Posted by: Diane Brady on June 18

The Maids Home Services just shot out an e-mail, telling parents how to make cleaning “fun” for kids. Some of their suggestions sound like more work than picking it up yourself.

And I have another question. If you hire a cleaning person (I don’t—but should), how do you get your kids to appreciate the fact that they’re still expected to do chores around the house?

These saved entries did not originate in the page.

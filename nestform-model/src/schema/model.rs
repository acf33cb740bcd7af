//! Domain-object class

use std::sync::Arc;

use serde::Deserialize;
use serde::Serialize;

use super::Schema;
use crate::Record;
use crate::ValueMap;

/// A domain-object class: a named structural schema that records are built from.
///
/// Classes are shared behind `Arc` so that records, nested attributes and list
/// rows can all refer to the same definition.
///
/// # Example
///
/// ```
/// use std::sync::Arc;
/// use nestform_model::{AttributeSchema, FieldType, ModelClass, Schema, ValueMap};
///
/// let class = Arc::new(ModelClass::new(
///     "person",
///     "Person",
///     Schema::new().with(AttributeSchema::new("name", FieldType::Text).required()),
/// ));
///
/// let record = ModelClass::instantiate(&class, ValueMap::new());
/// assert!(record.is_new());
/// ```
#[derive(Debug, Clone, PartialEq, Serialize, Deserialize)]
#[serde(rename_all = "camelCase")]
pub struct ModelClass {
    /// The logical name of the class (e.g., "person").
    pub logical_name: String,

    /// Human-readable type name (e.g., "Person").
    pub verbose_name: String,

    /// The attributes of the class.
    #[serde(default)]
    pub schema: Schema,
}

impl ModelClass {
    /// Creates a new class definition.
    pub fn new(logical_name: impl Into<String>, verbose_name: impl Into<String>, schema: Schema) -> Self {
        Self {
            logical_name: logical_name.into(),
            verbose_name: verbose_name.into(),
            schema,
        }
    }

    /// Returns the structural schema.
    pub fn schema(&self) -> &Schema {
        &self.schema
    }

    /// Constructs a new, unsaved record seeded with `data`.
    pub fn instantiate(class: &Arc<Self>, data: ValueMap) -> Record {
        let mut record = Record::new(Arc::clone(class));
        record.set_all(data);
        record
    }
}

#[cfg(test)]
mod tests {
    use super::*;
    use crate::FieldType;

    #[test]
    fn test_deserialize_nested_class() {
        let json = r#"{
            "logicalName": "order",
            "verboseName": "Order",
            "schema": [
                {"name": "ref", "type": "Text", "required": true},
                {"name": "lines", "type": "List", "model": {
                    "logicalName": "line",
                    "verboseName": "Line",
                    "schema": [{"name": "qty", "type": "Number"}]
                }}
            ]
        }"#;
        let class: ModelClass = serde_json::from_str(json).unwrap();

        let lines = class.schema.get("lines").unwrap();
        assert_eq!(lines.field_type, FieldType::List);
        let line = lines.model.as_ref().unwrap();
        assert_eq!(line.verbose_name, "Line");
        assert!(line.schema.contains("qty"));
    }

    #[test]
    fn test_instantiate_seeds_attributes() {
        let class = Arc::new(ModelClass::new("person", "Person", Schema::new()));
        let mut data = ValueMap::new();
        data.insert("name".into(), "Ann".into());

        let record = ModelClass::instantiate(&class, data);
        assert_eq!(record.get_string("name").unwrap(), Some("Ann"));
        assert!(Arc::ptr_eq(record.class(), &class));
    }
}
//! RecordError for Record accessors

/// Error type for typed attribute access on a [`Record`](crate::Record).
#[derive(Debug, Clone, PartialEq, Eq, thiserror::Error)]
pub enum RecordError {
    /// The requested attribute does not exist in the record.
    #[error("Attribute '{field}' not found in record")]
    Missing { field: String },

    /// The attribute exists but has a different type than requested.
    #[error("Attribute '{field}' type mismatch: expected {expected}, got {actual}")]
    TypeMismatch {
        field: String,
        expected: &'static str,
        actual: &'static str,
    },
}

impl RecordError {
    /// Creates a new missing attribute error.
    pub fn missing(field: impl Into<String>) -> Self {
        Self::Missing {
            field: field.into(),
        }
    }

    /// Creates a new type mismatch error.
    pub fn type_mismatch(field: impl Into<String>, expected: &'static str, actual: &'static str) -> Self {
        Self::TypeMismatch {
            field: field.into(),
            expected,
            actual,
        }
    }
}

/// Error raised while loading a [`Schema`](crate::Schema).
#[derive(Debug, Clone, PartialEq, Eq, thiserror::Error)]
pub enum SchemaError {
    /// Two attribute definitions share one name.
    #[error("Attribute '{name}' is defined more than once")]
    DuplicateAttribute { name: String },
}
//! Leaf field protocol.

use std::fmt::Debug;
use std::sync::Arc;

use log::debug;
use nestform_model::{Value, ValidatorKind};
use serde_json::json;

use super::FieldOptions;
use crate::error::{ConfigurationError, ValidationError};
use crate::event::Signal;
use crate::validation::{Validator, ValidatorRegistry, run_validators};
use crate::view::{FieldLabel, Mount, RawInput, View};

/// Behaviour that differs between leaf field kinds.
pub trait LeafKind: Debug {
    /// Template used when none is configured.
    const TEMPLATE: &'static str;

    /// Validators the kind always carries, run after `Required`.
    fn default_validators(&self) -> &'static [ValidatorKind] {
        &[]
    }

    /// Read the raw value of control `name`. `None` means no input provided.
    fn read(&self, name: &str, view: &dyn View) -> Option<Value>;

    /// Coerce a validated value.
    fn post_process(&self, raw: Value) -> Value {
        raw
    }

    /// Normalize configured initial data.
    fn normalize_initial(&self, initial: Option<Value>) -> Option<Value> {
        initial
    }

    /// Express initial data as the input a control starts with.
    fn initial_input(&self, initial: &Value) -> Option<RawInput>;

    /// Add kind-specific entries to the serialized configuration.
    fn extend_view_data(&self, _required: bool, _data: &mut serde_json::Map<String, serde_json::Value>) {}
}

/// A field that validates a single control's input.
#[derive(Debug)]
pub struct Leaf<K> {
    id: String,
    name: String,
    label: String,
    template: String,
    required: bool,
    help_text: String,
    inline: bool,
    initial_data: Option<Value>,
    validators: Vec<Arc<dyn Validator>>,
    last_value: Option<Value>,
    kind: K,
}

impl<K: LeafKind> Leaf<K> {
    /// Build a leaf field.
    ///
    /// A required field gets a `Required` validator in front of the kind's own
    /// validators and the configured extra ones. Listing `Required` among the
    /// extra validators makes the field required.
    pub fn new(options: FieldOptions, kind: K, registry: &ValidatorRegistry) -> Result<Self, ConfigurationError> {
        let FieldOptions {
            id,
            name,
            initial_data,
            label,
            template,
            required,
            help_text,
            inline,
            read_only: _,
            validators: extra,
        } = options;

        let required = required || extra.contains(&ValidatorKind::Required);
        let validators = required
            .then_some(ValidatorKind::Required)
            .into_iter()
            .chain(kind.default_validators().iter().copied())
            .chain(extra.into_iter().filter(|k| *k != ValidatorKind::Required))
            .map(|k| {
                registry
                    .create(k)
                    .ok_or(ConfigurationError::MissingValidator { kind: k })
            })
            .collect::<Result<Vec<_>, _>>()?;

        let initial_data = kind.normalize_initial(initial_data);

        Ok(Self {
            id: id.unwrap_or_else(|| name.clone()),
            label: label.unwrap_or_else(|| name.clone()),
            template: template.unwrap_or_else(|| K::TEMPLATE.to_string()),
            name,
            required,
            help_text,
            inline: inline.unwrap_or(false),
            initial_data,
            validators,
            last_value: None,
            kind,
        })
    }

    pub fn id(&self) -> &str {
        &self.id
    }

    pub fn name(&self) -> &str {
        &self.name
    }

    pub fn required(&self) -> bool {
        self.required
    }

    pub fn kind(&self) -> &K {
        &self.kind
    }

    pub fn initial_data(&self) -> Option<&Value> {
        self.initial_data.as_ref()
    }

    /// The validator chain, in the order it runs.
    pub fn validators(&self) -> &[Arc<dyn Validator>] {
        &self.validators
    }

    /// The raw value read by the last validation pass.
    pub fn last_value(&self) -> Option<&Value> {
        self.last_value.as_ref()
    }

    pub fn label(&self) -> FieldLabel {
        FieldLabel::new(&self.label, self.required)
    }

    /// Read the control's current input.
    pub fn get_value(&self, view: &dyn View) -> Option<Value> {
        self.kind.read(&self.name, view)
    }

    /// Coerce a validated value.
    pub fn post_process_data(&self, raw: Option<Value>) -> Option<Value> {
        raw.map(|v| self.kind.post_process(v))
    }

    /// Read, check and coerce the control's input.
    ///
    /// Publishes exactly one signal. A failing rule never escapes: its message
    /// is displayed on the field and carried by the `Fail` signal.
    pub fn validate(&mut self, view: &mut dyn View) -> Signal {
        let value = self.get_value(view);
        self.last_value = value.clone();
        self.clear_validation_errors(view);

        match run_validators(value, &self.validators, self.required) {
            Ok(value) => {
                let value = self.post_process_data(value);
                debug!("[validate] '{}' passed with {:?}", self.name, value);
                Signal::pass(&self.name, value)
            }
            Err(err) => {
                debug!("[validate] '{}' failed: {}", self.name, err);
                self.handle_validation_error(&err, view);
                Signal::fail(&self.name, err)
            }
        }
    }

    pub fn clear_validation_errors(&self, view: &mut dyn View) {
        view.clear_error(&self.name);
    }

    fn handle_validation_error(&self, err: &ValidationError, view: &mut dyn View) {
        view.show_error(&self.name, &err.message);
    }

    /// Projection of the field's configuration for the display.
    pub fn serialize(&self) -> serde_json::Value {
        let mut data = json!({
            "id": self.id,
            "name": self.name,
            "initialData": self.initial_data,
            "label": self.label,
            "template": self.template,
            "required": self.required,
            "helpText": self.help_text,
            "inline": self.inline,
        });
        if let serde_json::Value::Object(map) = &mut data {
            self.kind.extend_view_data(self.required, map);
        }
        data
    }

    pub fn mount(&self, parent_id: &str, region: &str, view: &mut dyn View) {
        let initial = self
            .initial_data
            .as_ref()
            .and_then(|v| self.kind.initial_input(v));
        view.attach(
            parent_id,
            Mount {
                id: self.id.clone(),
                name: self.name.clone(),
                template: self.template.clone(),
                region: region.to_string(),
                data: self.serialize(),
                initial,
            },
        );
    }
}
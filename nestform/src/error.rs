//! Engine error types

use nestform_model::ValidatorKind;
use thiserror::Error;

/// A single field's raw value failed a validation rule.
///
/// Never escapes a field: [`Leaf::validate`](crate::field::Leaf::validate) turns it
/// into a `Fail` signal carrying the message.
#[derive(Debug, Clone, PartialEq, Eq, Error)]
#[error("{message}")]
pub struct ValidationError {
    /// Human-readable validation error message.
    pub message: String,
}

impl ValidationError {
    /// Creates a new validation error.
    pub fn new(message: impl Into<String>) -> Self {
        Self {
            message: message.into(),
        }
    }
}

/// A field tree could not be built.
///
/// Returned from construction; no partially built tree is handed out.
#[derive(Debug, Clone, PartialEq, Eq, Error)]
pub enum ConfigurationError {
    /// None of record instance, model class or raw schema was provided.
    #[error("Could not find a schema for form '{name}'")]
    MissingSchema { name: String },

    /// A list was configured without a row model class.
    #[error("Could not find model class for list '{name}'")]
    MissingListModel { name: String },

    /// A field subset names an attribute the schema does not define.
    #[error("Field '{field}' is not defined by the schema of '{name}'")]
    UnknownField { name: String, field: String },

    /// Two children of one composite share a name.
    #[error("Field '{field}' is defined more than once in '{name}'")]
    DuplicateField { name: String, field: String },

    /// Initial data has the wrong shape for the field kind.
    #[error("Initial data for '{name}' must be {expected}, got {actual}")]
    InvalidInitialData {
        name: String,
        expected: &'static str,
        actual: &'static str,
    },

    /// The validator registry has no factory for a requested validator.
    #[error("No validator registered for {kind:?}")]
    MissingValidator { kind: ValidatorKind },
}
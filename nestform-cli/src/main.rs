//! nestform: validate a set of inputs against a model class.
//!
//! # Usage
//!
//! ```bash
//! nestform person.json --input answers.json
//! nestform person.json --data seed.json --input answers.json -vv --log-file nestform.log
//! ```
//!
//! The class file is a JSON model class (`logicalName`, `verboseName`, `schema`).
//! The input file maps control names (qualified field names) to raw input: a
//! string for text and checked tokens, an array of strings for selections.
//!
//! Prints the submission as JSON on stdout. Exits with 1 when the submission is
//! invalid and 2 on any other failure.

mod error;

use std::fs::File;
use std::path::{Path, PathBuf};
use std::process::ExitCode;
use std::sync::Arc;

use clap::Parser;
use log::{debug, error, info};
use nestform::config::FormConfig;
use nestform::form::{Form, Submission};
use nestform::view::MemoryView;
use nestform_model::{ModelClass, ValueMap};
use serde::de::DeserializeOwned;
use serde_json::json;
use simplelog::{ColorChoice, Config, LevelFilter, TermLogger, TerminalMode, WriteLogger};

use crate::error::CliError;

#[derive(Debug, Parser)]
#[command(name = "nestform", version, about = "Validate form inputs against a model class")]
struct Args {
    /// Model class definition (JSON)
    class: PathBuf,

    /// Control inputs, keyed by qualified field name (JSON object)
    #[arg(short, long)]
    input: Option<PathBuf>,

    /// Initial attribute values of the edited record (JSON object)
    #[arg(short, long)]
    data: Option<PathBuf>,

    /// Add list rows before submitting, as `list_name=count`
    #[arg(long = "rows", value_parser = parse_rows)]
    rows: Vec<(String, usize)>,

    /// Prefix of the generated form id
    #[arg(long, default_value = "form_")]
    id_prefix: String,

    /// Write logs to this file instead of stderr
    #[arg(long)]
    log_file: Option<PathBuf>,

    /// Increase log verbosity (-v info, -vv debug, -vvv trace)
    #[arg(short, long, action = clap::ArgAction::Count)]
    verbose: u8,
}

fn parse_rows(s: &str) -> Result<(String, usize), String> {
    let (name, count) = s
        .split_once('=')
        .ok_or_else(|| format!("expected list_name=count, got '{s}'"))?;
    let count = count
        .parse()
        .map_err(|e| format!("invalid row count '{count}': {e}"))?;
    Ok((name.to_string(), count))
}

fn init_logging(args: &Args) -> Result<(), CliError> {
    let level = match args.verbose {
        0 => LevelFilter::Warn,
        1 => LevelFilter::Info,
        2 => LevelFilter::Debug,
        _ => LevelFilter::Trace,
    };

    match &args.log_file {
        Some(path) => {
            let file = File::create(path).map_err(|source| CliError::Io {
                path: path.clone(),
                source,
            })?;
            WriteLogger::init(level, Config::default(), file)?;
        }
        None => TermLogger::init(level, Config::default(), TerminalMode::Stderr, ColorChoice::Auto)?,
    }
    Ok(())
}

fn read_json<T: DeserializeOwned>(path: &Path) -> Result<T, CliError> {
    let file = File::open(path).map_err(|source| CliError::Io {
        path: path.to_path_buf(),
        source,
    })?;
    serde_json::from_reader(file).map_err(|source| CliError::Json {
        path: path.to_path_buf(),
        source,
    })
}

fn run(args: &Args) -> Result<Submission, CliError> {
    let class: ModelClass = read_json(&args.class)?;
    info!(
        "Loaded class '{}' with {} attribute(s)",
        class.logical_name,
        class.schema.len()
    );

    let data: ValueMap = match &args.data {
        Some(path) => read_json(path)?,
        None => ValueMap::new(),
    };

    let mut view = match &args.input {
        Some(path) => {
            let inputs: serde_json::Value = read_json(path)?;
            MemoryView::from_json(inputs).map_err(|source| CliError::Json {
                path: path.clone(),
                source,
            })?
        }
        None => MemoryView::new(),
    };

    let config = FormConfig::default().with_id_prefix(&args.id_prefix);
    let mut form = Form::for_model(Arc::new(class), data, &config)?;
    form.mount(&mut view);

    for (name, count) in &args.rows {
        match form.field_mut(name).and_then(|f| f.as_list_mut()) {
            Some(list) => {
                for _ in 0..*count {
                    list.add_item(&mut view)?;
                }
                debug!("Added {} row(s) to '{}'", count, name);
            }
            None => error!("'{}' is not a list field", name),
        }
    }

    Ok(form.submit(&mut view))
}

fn main() -> ExitCode {
    let args = Args::parse();

    if let Err(e) = init_logging(&args) {
        eprintln!("Error: {}", e);
        return ExitCode::from(2);
    }

    let submission = match run(&args) {
        Ok(submission) => submission,
        Err(e) => {
            error!("{}", e);
            eprintln!("Error: {}", e);
            return ExitCode::from(2);
        }
    };

    let (output, code) = match &submission {
        Submission::Valid(data) => (json!({"valid": true, "data": data}), ExitCode::SUCCESS),
        Submission::Invalid(errors) => (json!({"valid": false, "errors": errors}), ExitCode::from(1)),
    };

    match serde_json::to_string_pretty(&output) {
        Ok(text) => {
            println!("{}", text);
            code
        }
        Err(e) => {
            eprintln!("Error: {}", CliError::from(e));
            ExitCode::from(2)
        }
    }
}
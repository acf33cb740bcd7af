//! CLI error types

use std::path::PathBuf;

use nestform::error::ConfigurationError;
use thiserror::Error;

#[derive(Debug, Error)]
pub enum CliError {
    #[error("Failed to read {path}: {source}")]
    Io {
        path: PathBuf,
        #[source]
        source: std::io::Error,
    },

    #[error("Invalid JSON in {path}: {source}")]
    Json {
        path: PathBuf,
        #[source]
        source: serde_json::Error,
    },

    #[error("Failed to write output: {0}")]
    Output(#[from] serde_json::Error),

    #[error("Invalid form configuration: {0}")]
    Configuration(#[from] ConfigurationError),

    #[error("Failed to initialize logger: {0}")]
    Logger(#[from] log::SetLoggerError),
}
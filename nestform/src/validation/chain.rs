use std::sync::Arc;

use log::trace;
use nestform_model::Value;

use super::Validator;
use crate::error::ValidationError;

/// Run `validators` over `value` in declaration order.
///
/// A validator is skipped only when the value is absent and the field is not
/// required. The first failure short-circuits the chain.
pub fn run_validators(
    value: Option<Value>,
    validators: &[Arc<dyn Validator>],
    required: bool,
) -> Result<Option<Value>, ValidationError> {
    let mut value = value;
    for validator in validators {
        if required || value.is_some() {
            trace!("[validate] applying {:?} to {:?}", validator, value);
            value = validator.validate(value)?;
        }
    }
    Ok(value)
}

#[cfg(test)]
mod tests {
    use super::*;
    use crate::validation::{NumberValidator, RequiredValidator};

    /// Uppercases strings, to observe values flowing through the chain.
    #[derive(Debug)]
    struct Upper;

    impl Validator for Upper {
        fn message(&self) -> &str {
            "never"
        }

        fn validate(&self, value: Option<Value>) -> Result<Option<Value>, ValidationError> {
            Ok(value.map(|v| match v {
                Value::String(s) => Value::String(s.to_uppercase()),
                other => other,
            }))
        }
    }

    fn chain() -> Vec<Arc<dyn Validator>> {
        vec![Arc::new(RequiredValidator::new()), Arc::new(NumberValidator::new())]
    }

    #[test]
    fn test_absent_optional_skips_everything() {
        let number_only: Vec<Arc<dyn Validator>> = vec![Arc::new(NumberValidator::new())];
        assert_eq!(run_validators(None, &number_only, false), Ok(None));
    }

    #[test]
    fn test_absent_required_fails_on_required() {
        let err = run_validators(None, &chain(), true).unwrap_err();
        assert_eq!(err.message, "Blank value not allowed here");
    }

    #[test]
    fn test_first_failure_short_circuits() {
        let validators: Vec<Arc<dyn Validator>> = vec![Arc::new(NumberValidator::new()), Arc::new(Upper)];
        let err = run_validators(Some(Value::from("abc")), &validators, false).unwrap_err();
        assert_eq!(err.message, "A number is expected here");
    }

    #[test]
    fn test_values_flow_through_chain() {
        let validators: Vec<Arc<dyn Validator>> = vec![Arc::new(Upper), Arc::new(RequiredValidator::new())];
        let value = run_validators(Some(Value::from("ann")), &validators, false).unwrap();
        assert_eq!(value, Some(Value::from("ANN")));
    }
}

Here’s what they suggest to children involved:

• Don’t expect kids to use adult tools to clean. Instead, create supplies that are kid-friendly. Use an ice-cream pail for mopping chores or shorten an old mop handle or broom to make it kid-sized.
• Fill a squirt gun from a solution of a gallon of water and a drop of dish soap. Let kids squirt windows and mirrors and wipe dry with paper towels.
• Cover kids’ hands and arms with dad’s old athletic socks then squirt the socks until lightly damp with a safe solution of vinegar and water. Send them off to dust around the house.
• Got a pile of blocks or action figures strewn on the floor? Scoop up toys in a few swoops using a kid-sized leaf rake to form a pile for easy pick-up.
• Make cleaning a game; give young kids grill tongs and challenge them to pick up toys and put them in a toy box or bin only using the utensils. Keep score and see who wins!
• Don’t forget the fun music to help your kids get a groove on as they boogie around the house cleaning.

Boogie? Good luck.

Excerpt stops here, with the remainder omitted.